WHY IS IT DIFFICULT TO BE SELF-COMPASSIONATE?
In order to understand our lack of self-compassion, it is important to understand components of the brain. The amygdala is the unconscious awareness part of brain that stores emotional memory. The hypothalamus which is the power centre sends signals to the autonomic nervous system, which controls involuntary physiological processes such as heart rate among other things. This system has two components, the sympathetic nervous system and the parasympathic nervous system. What does this have to do with self-compassion? A lot!
The sympathetic nervous system triggers the flight, flight, freeze mode which according to Neff & Germer is also know as, self-criticism, isolation, and rumination. See the chart below.
Neff & Germer (2018)
Stress Response Stress Response Turned Inward Self-Compassion
Fight Self-Criticism Self-Kindness
Flight Isolation Common Humanity
Freeze Rumination Mindfulness
As children and youth, we learn how to cope and adapt to our surroundings. When an emotion is activated (amygdala) it sends a signal to the hypothalamus which activates the sympathetic nervous system. Depending on the persons coping style, it determines if flight, fight, or freeze (self-criticism, isolation, or rumination) will be activated.
Keisha is a PhD candidate who is very critical (fight) of herself when she doesn’t meet a deadline, or when she doesn’t get an A on her assignments. Keisha remembers feeling anxious as a child before every test. She was placed in special education in grade 7 because she was behind the other students. The students used to bully her and call her “slow”. Keisha’s initial response was flight (avoid) and freeze (ruminate), but as she got older her response became mainly fight (self-criticism). Keisha internalized the negative words and she became her own bully.
Engaging in self-kindness, common humanity, and mindfulness is imperative for Keisha to establish a healthy balance of emotions. Once self-kindness is activated, Keisha will have empathy, warmth, and patience for herself. She will no longer isolate herself and assume she is the only one experiencing anxiety about the pressures of school (common humanity). She now realizes that many students find higher education challenging. She is now present with her emotions (mindfulness), and less likely to ruminate (freeze).
For example, “I realize I am being triggered by emotions from my past. My behaviour is to be mean and critical of myself but that is not productive. After speaking with my peers, they are also having a tough time balancing school, family, and work. I am not the negative things I’ve said about myself. I am smart, capable, and worthy of being in higher education. My past does not define my present.”

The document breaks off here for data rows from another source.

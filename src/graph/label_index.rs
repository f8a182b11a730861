use ahash::RandomState;
use indexmap::{IndexMap, IndexSet};
use std::hash::Hash;

/// A reverse index from labels to the members currently carrying them.
///
/// Members are ids or id pairs, never owned vertices or edges.
/// Empty buckets are dropped, so the index always equals the mapping derived
/// from the adjacency it mirrors.
#[derive(Debug, Clone)]
pub(crate) struct LabelIndex<L, T>
where
    L: Hash + Eq,
    T: Hash + Eq,
{
    buckets: IndexMap<L, IndexSet<T, RandomState>, RandomState>,
}

impl<L, T> PartialEq for LabelIndex<L, T>
where
    L: Hash + Eq,
    T: Hash + Eq,
{
    fn eq(&self, other: &Self) -> bool {
        self.buckets == other.buckets
    }
}

impl<L, T> Eq for LabelIndex<L, T>
where
    L: Hash + Eq,
    T: Hash + Eq,
{
}

impl<L, T> LabelIndex<L, T>
where
    L: Hash + Eq,
    T: Hash + Eq + Copy,
{
    pub fn new() -> Self {
        Self {
            buckets: IndexMap::with_hasher(RandomState::new()),
        }
    }

    pub fn insert(&mut self, label: L, member: T) -> bool {
        self.buckets
            .entry(label)
            .or_insert_with(|| IndexSet::with_hasher(RandomState::new()))
            .insert(member)
    }

    pub fn remove(&mut self, label: &L, member: &T) -> bool {
        let bucket = match self.buckets.get_mut(label) {
            Some(bucket) => bucket,
            None => return false,
        };
        let removed = bucket.shift_remove(member);
        if bucket.is_empty() {
            self.buckets.shift_remove(label);
        }
        removed
    }

    pub fn contains(&self, label: &L, member: &T) -> bool {
        self.buckets
            .get(label)
            .map_or(false, |bucket| bucket.contains(member))
    }

    /// Iterates over members of `label` in the order they were indexed.
    pub fn members(&self, label: &L) -> impl Iterator<Item = T> + '_ {
        self.buckets
            .get(label)
            .into_iter()
            .flat_map(|bucket| bucket.iter().copied())
    }

    /// Copies members of `label` out, so callers can mutate the index while walking them.
    pub fn snapshot(&self, label: &L) -> Vec<T> {
        self.members(label).collect()
    }

    pub fn labels(&self) -> impl Iterator<Item = &L> + '_ {
        self.buckets.keys()
    }
}
//! Visualize labeled graphs in the graphviz format.
use crate::graph::*;
use std::hash::Hash;

impl<VL, EL> LabeledGraph<VL, EL>
where
    VL: Hash + Eq,
    EL: Hash + Eq,
{
    /**
     * Dumps the graph to a `std::io::Write` object in the graphviz format.
     *
     * Vertices are named by their ids.
     * `vertex_attr` and `edge_attr` provide optional graphviz attributes.
     *
     * # Examples
     *
     * ```rust
     * use labgraph::graph::*;
     *
     * let mut g = LabeledGraph::<char, char>::undirected();
     * g.add_vertex(VertexId(0), Some('A'));
     * g.add_vertex(VertexId(1), Some('B'));
     * g.add_edge(None, VertexId(1), VertexId(0), Some('x')).unwrap();
     * let trial = {
     *     let mut buf = vec![];
     *     g.dump_in_graphviz(
     *         &mut buf,
     *         "trial",
     *         |v| v.label().map(|l| format!("label={}", l)),
     *         |e| e.label.map(|l| format!("label={}", l)),
     *     )
     *     .unwrap();
     *     String::from_utf8(buf).unwrap()
     * };
     * assert_eq!(
     *     trial,
     *     r#"graph trial {
     *   0 [label=A] ;
     *   1 [label=B] ;
     *   0 -- 1 [label=x] ;
     * }
     * "#
     * );
     * ```
     */
    pub fn dump_in_graphviz<W, FV, FE>(
        &self,
        out: &mut W,
        graph_name: &str,
        vertex_attr: FV,
        edge_attr: FE,
    ) -> std::io::Result<()>
    where
        W: std::io::Write,
        FV: Fn(&Vertex<VL, EL>) -> Option<String>,
        FE: Fn(&Edge<EL>) -> Option<String>,
    {
        if self.is_undirected() {
            writeln!(out, "graph {} {{", graph_name)?;
        } else {
            writeln!(out, "digraph {} {{", graph_name)?;
        }
        for v in self.vertices() {
            if let Some(attr) = vertex_attr(v) {
                writeln!(out, "  {} [{}] ;", v.id(), attr)?;
            } else {
                writeln!(out, "  {} ;", v.id())?;
            }
        }
        let dir = if self.is_undirected() { "--" } else { "->" };
        for e in self.edges() {
            if let Some(attr) = edge_attr(e) {
                writeln!(out, "  {} {} {} [{}] ;", e.from, dir, e.to, attr)?;
            } else {
                writeln!(out, "  {} {} {} ;", e.from, dir, e.to)?;
            }
        }
        writeln!(out, "}}")?;
        Ok(())
    }
}

#[cfg(test)]
mod tests {
    use crate::graph::*;

    #[derive(Debug, Clone, PartialEq, Eq, Hash)]
    enum Shape {
        Default,
        Rectangle,
    }

    #[derive(Debug, Clone, PartialEq, Eq, Hash)]
    enum Color {
        Default,
        Red,
    }

    #[test]
    fn directed_graph_to_graphviz() {
        let mut g = LabeledGraph::<Shape, Color>::directed();
        g.add_vertex(VertexId(0), Some(Shape::Default));
        g.add_vertex(VertexId(1), Some(Shape::Rectangle));
        g.add_edge(None, VertexId(0), VertexId(1), Some(Color::Red))
            .unwrap();
        g.add_edge(None, VertexId(0), VertexId(0), Some(Color::Default))
            .unwrap();
        let trial = {
            let mut buf = vec![];
            g.dump_in_graphviz(
                &mut buf,
                "trial",
                |v| match v.label() {
                    Some(Shape::Rectangle) => Some("shape=rectangle".to_owned()),
                    _ => None,
                },
                |e| match e.label {
                    Some(Color::Red) => Some("color=red".to_owned()),
                    _ => None,
                },
            )
            .unwrap();
            String::from_utf8(buf).unwrap()
        };
        assert_eq!(
            trial,
            r#"digraph trial {
  0 ;
  1 [shape=rectangle] ;
  0 -> 1 [color=red] ;
  0 -> 0 ;
}
"#
        );
    }

    #[test]
    fn undirected_graph_to_graphviz() {
        let mut g = LabeledGraph::<Shape, Color>::undirected();
        g.add_vertex(VertexId(0), None);
        g.add_vertex(VertexId(1), None);
        g.add_vertex(VertexId(2), None);
        g.add_edge(None, VertexId(2), VertexId(1), None).unwrap();
        g.add_edge(None, VertexId(0), VertexId(2), Some(Color::Red))
            .unwrap();
        let trial = {
            let mut buf = vec![];
            g.dump_in_graphviz(&mut buf, "trial", |_| None, |_| None)
                .unwrap();
            String::from_utf8(buf).unwrap()
        };
        assert_eq!(
            trial,
            r#"graph trial {
  0 ;
  1 ;
  2 ;
  0 -- 2 ;
  1 -- 2 ;
}
"#
        );
    }
}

HOW TO MAINTAIN SELF-COMPASSION
Self-compassion is a never-ending journey with the self. It is not a linear process to say the least. Set-backs are normal so embrace them. Sitting with difficult emotions can be challenging for many people. Even though emotions can be uncomfortable, they are not negative. People tend to view emotions as negative because they pair them with a negative thought. The job of emotions is to provide people with information about the present situation. Once you add compassion and common humanity to the thought, the emotion becomes easier to face, and it is no longer “negative”. Keep a journal with your thoughts, feelings, and behaviour. Review your journal and notice healthy and unhealthy patterns of behaviour, create a mantra of kind words and positivity, seek therapy to work through past trauma, reach out to friends and family who are kind, caring, and compassionate. Changing a pattern can be scary, but always remember you are worth the hard work.
DISCLAIMER
I am a registered social worker who provides psychotherapy in private practice. The above information provides you with brief psychoeducation on self-compassion. Consult a therapist for further information, resources, and treatment options.